Supplementary Figure 6. Difference of CellChat-inferred Cell-cell interaction network of
murine lungs between TAS-Seq, Smart-seq2, and 10X Chromium v2/v3 datasets. a. Heatmap
representation of detected pathways within the network at several thresholds of minimum expression
of genes in each cell subset (from 0.05 to 0.5). Detected pathways are colored by magenta, and
undetected pathways are colored by grey. Commonly-detected pathways are separately shown in
Supplementary Table 4 to show the difference between datasets. Fibroblast growth factor (FGF),
bone morphologic protein (BMP), sonic hedgehog (HH), NOTCH, and WNT signaling are
highlighted by red arrows. b. Scatter plot of incoming (target) and outgoing (source) signaling
strength within cell-cell interaction network of each cell subset (minimum expression of genes in
each cell subset ≥ 0.15, a minimum number of expressed cells ≥ 10, a threshold of the significance
of the interaction ≤ 0.05). Dot size represents the sum of the number of incoming and outgoing
signaling of each cell subset. Vascular endothelial cells, alveolar type 2 cells, and Inmthi alveolar
fibroblasts were strongly connected with the TAS-Seq and Smart-seq2 dataset network, and cell
subsets were more strongly connected in TAS-Seq dataset than the Smart-seq2 dataset. The
contribution of alveolar type 2 cells was depleted in 10X v3 and v3 datasets. c. Circle plot
visualizations of all of the cell-cell interaction networks of TAS-Seq, Smart-seq2, 10X v2/v3 datasets.

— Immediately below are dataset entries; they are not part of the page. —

//! # Roles and Role Sets
//!
//! The closed vocabulary of actor roles, and `RoleSet`, the ordered,
//! duplicate-free role list stored in every document's `read` and `write`
//! fields (and in the nested `issuedTo` sub-object).
//!
//! ## Role Families
//!
//! | Family | Roles |
//! |--------|-------|
//! | Global admin | `sysadmin`, `admin` |
//! | Site admin | `admin:lng`, `admin:nrced`, `admin:bcmi` |
//! | Agency limited admin | `admin:wf`, `admin:flnro`, `admin:flnr-nro`, `admin:agri`, `admin:env-epd`, `admin:env-cos`, `admin:env-bcparks`, `admin:alc`, `admin:wlrs` |
//! | Sentinel | `public` |

use serde::{Deserialize, Serialize};
use std::str::FromStr;

use crate::error::NrptiError;

/// Every role identifier known to the publication subsystem.
#[derive(Debug, Clone, Copy, PartialEq, Eq, Hash, Serialize, Deserialize)]
pub enum Role {
    /// System administrator. Full access everywhere.
    #[serde(rename = "sysadmin")]
    SysAdmin,
    /// Legacy global administrator.
    #[serde(rename = "admin")]
    Admin,
    /// LNG public site administrator.
    #[serde(rename = "admin:lng")]
    AdminLng,
    /// NRCED public site administrator.
    #[serde(rename = "admin:nrced")]
    AdminNrced,
    /// BC Mine Information site administrator.
    #[serde(rename = "admin:bcmi")]
    AdminBcmi,
    /// BC Wildfire Service limited admin.
    #[serde(rename = "admin:wf")]
    AdminWf,
    /// Forests, Lands and Natural Resource Operations limited admin.
    #[serde(rename = "admin:flnro")]
    AdminFlnro,
    /// Natural Resource Officers limited admin.
    #[serde(rename = "admin:flnr-nro")]
    AdminFlnrNro,
    /// Agriculture limited admin.
    #[serde(rename = "admin:agri")]
    AdminAgri,
    /// Environmental Protection Division limited admin.
    #[serde(rename = "admin:env-epd")]
    AdminEnvEpd,
    /// Conservation Officer Service limited admin.
    #[serde(rename = "admin:env-cos")]
    AdminEnvCos,
    /// BC Parks limited admin.
    #[serde(rename = "admin:env-bcparks")]
    AdminEnvBcParks,
    /// Agricultural Land Commission limited admin.
    #[serde(rename = "admin:alc")]
    AdminAlc,
    /// Water, Land and Resource Stewardship limited admin.
    #[serde(rename = "admin:wlrs")]
    AdminWlrs,
    /// Anonymous public readers.
    #[serde(rename = "public")]
    Public,
}

impl Role {
    /// Roles that grant unrestricted administrative access.
    pub const GLOBAL_ADMIN: &'static [Role] = &[Role::SysAdmin, Role::Admin];

    /// Per-agency limited-admin roles. These may manage NRCED records only.
    pub const LIMITED_ADMIN: &'static [Role] = &[
        Role::AdminWf,
        Role::AdminFlnro,
        Role::AdminFlnrNro,
        Role::AdminAgri,
        Role::AdminEnvEpd,
        Role::AdminEnvCos,
        Role::AdminEnvBcParks,
        Role::AdminAlc,
        Role::AdminWlrs,
    ];

    /// All roles in declaration order.
    pub fn all() -> &'static [Role] {
        &[
            Self::SysAdmin,
            Self::Admin,
            Self::AdminLng,
            Self::AdminNrced,
            Self::AdminBcmi,
            Self::AdminWf,
            Self::AdminFlnro,
            Self::AdminFlnrNro,
            Self::AdminAgri,
            Self::AdminEnvEpd,
            Self::AdminEnvCos,
            Self::AdminEnvBcParks,
            Self::AdminAlc,
            Self::AdminWlrs,
            Self::Public,
        ]
    }

    /// The wire identifier for this role. Matches the serde format.
    pub fn as_str(&self) -> &'static str {
        match self {
            Self::SysAdmin => "sysadmin",
            Self::Admin => "admin",
            Self::AdminLng => "admin:lng",
            Self::AdminNrced => "admin:nrced",
            Self::AdminBcmi => "admin:bcmi",
            Self::AdminWf => "admin:wf",
            Self::AdminFlnro => "admin:flnro",
            Self::AdminFlnrNro => "admin:flnr-nro",
            Self::AdminAgri => "admin:agri",
            Self::AdminEnvEpd => "admin:env-epd",
            Self::AdminEnvCos => "admin:env-cos",
            Self::AdminEnvBcParks => "admin:env-bcparks",
            Self::AdminAlc => "admin:alc",
            Self::AdminWlrs => "admin:wlrs",
            Self::Public => "public",
        }
    }

    /// Whether this role grants unrestricted administrative access.
    pub fn is_global_admin(&self) -> bool {
        Self::GLOBAL_ADMIN.contains(self)
    }

    /// Whether this is a per-agency limited-admin role.
    pub fn is_limited_admin(&self) -> bool {
        Self::LIMITED_ADMIN.contains(self)
    }
}

impl std::fmt::Display for Role {
    fn fmt(&self, f: &mut std::fmt::Formatter<'_>) -> std::fmt::Result {
        f.write_str(self.as_str())
    }
}

impl FromStr for Role {
    type Err = NrptiError;

    /// Parse a role from its wire identifier. Case-sensitive.
    fn from_str(s: &str) -> Result<Self, Self::Err> {
        Self::all()
            .iter()
            .copied()
            .find(|r| r.as_str() == s)
            .ok_or_else(|| NrptiError::UnknownRole(s.to_string()))
    }
}

// ─── RoleSet ─────────────────────────────────────────────────────────

/// Ordered, duplicate-free list of roles.
///
/// Membership tests treat the list as a set; iteration and serialization
/// preserve first-seen order. Deserializing a list with duplicates keeps the
/// first occurrence of each role.
#[derive(Debug, Clone, Default, PartialEq, Eq, Serialize, Deserialize)]
#[serde(from = "Vec<Role>", into = "Vec<Role>")]
pub struct RoleSet(Vec<Role>);

impl RoleSet {
    /// An empty role set.
    pub fn new() -> Self {
        Self(Vec::new())
    }

    /// Build a role set from a slice, dropping repeats.
    pub fn from_roles(roles: &[Role]) -> Self {
        roles.iter().copied().collect()
    }

    /// Append a role if absent. Returns `true` when the role was added.
    pub fn insert(&mut self, role: Role) -> bool {
        if self.0.contains(&role) {
            return false;
        }
        self.0.push(role);
        true
    }

    /// Append every role from `other` that is not already present.
    pub fn extend_from(&mut self, other: &RoleSet) {
        for role in other.iter() {
            self.insert(role);
        }
    }

    /// Remove a role. Returns `true` when the role was present.
    pub fn remove(&mut self, role: Role) -> bool {
        let before = self.0.len();
        self.0.retain(|r| *r != role);
        self.0.len() != before
    }

    pub fn contains(&self, role: Role) -> bool {
        self.0.contains(&role)
    }

    /// Whether any role in `roles` is present.
    pub fn contains_any(&self, roles: &[Role]) -> bool {
        roles.iter().any(|r| self.contains(*r))
    }

    /// Whether every role in `self` is also in `other`.
    pub fn is_subset_of(&self, other: &RoleSet) -> bool {
        self.0.iter().all(|r| other.contains(*r))
    }

    /// Whether the two sets share at least one role.
    pub fn intersects(&self, other: &RoleSet) -> bool {
        self.0.iter().any(|r| other.contains(*r))
    }

    pub fn iter(&self) -> impl Iterator<Item = Role> + '_ {
        self.0.iter().copied()
    }

    pub fn as_slice(&self) -> &[Role] {
        &self.0
    }

    pub fn len(&self) -> usize {
        self.0.len()
    }

    pub fn is_empty(&self) -> bool {
        self.0.is_empty()
    }
}

impl FromIterator<Role> for RoleSet {
    fn from_iter<T: IntoIterator<Item = Role>>(iter: T) -> Self {
        let mut set = RoleSet::new();
        for role in iter {
            set.insert(role);
        }
        set
    }
}

impl From<Vec<Role>> for RoleSet {
    fn from(roles: Vec<Role>) -> Self {
        roles.into_iter().collect()
    }
}

impl From<RoleSet> for Vec<Role> {
    fn from(set: RoleSet) -> Self {
        set.0
    }
}

impl<'a> IntoIterator for &'a RoleSet {
    type Item = &'a Role;
    type IntoIter = std::slice::Iter<'a, Role>;

    fn into_iter(self) -> Self::IntoIter {
        self.0.iter()
    }
}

Circle sizes are normalized to the cell number of each subset. Edge width represents communication
strength (wider edge means stronger communication between source and target cell subsets),
normalized among all datasets. Edge colors are the same as the color of their source cell subsets.
Abbreviations of cell subsets were shown in Supplementary Table 8.
Supplementary Figure 7. Relative contribution of each cell subset to growth factor genes and
interleukin genes in steady-state murine lungs. a-d. The relative contribution of each cell subset
to each gene was calculated based on the TAS-Seq or 10X Chromium v3 datasets of murine lungs.
Cumulative raw read counts (TAS-Seq data) or raw UMI counts (10X v3 data) of each gene were
calculated for each cell subset and z-scaled. Each row represents each gene, and each column
represents each cell subset.
Supplementary Table 1. Cell annotations, associated marker genes, and associated references
for mouse datasets.
Supplementary Table 2. Exact p-value of Wilcoxon rank-sum test of Supplementary Figure 3.
Supplementary Table 3. Cell annotations, associated marker genes, and associated references
for human RA-ILD lung datasets.
Supplementary Table 4. List of the commonly-detected pathways in CellChat analysis.
Supplementary Table 5. List of the antibodies used for this study.
Supplementary Table 6. List of the primer sequences used for this study.
Supplementary Table 7. All of the identified marker genes of each dataset by Seurat analysis.
Supplementary Table 8. Abbreviations of the cell subset names.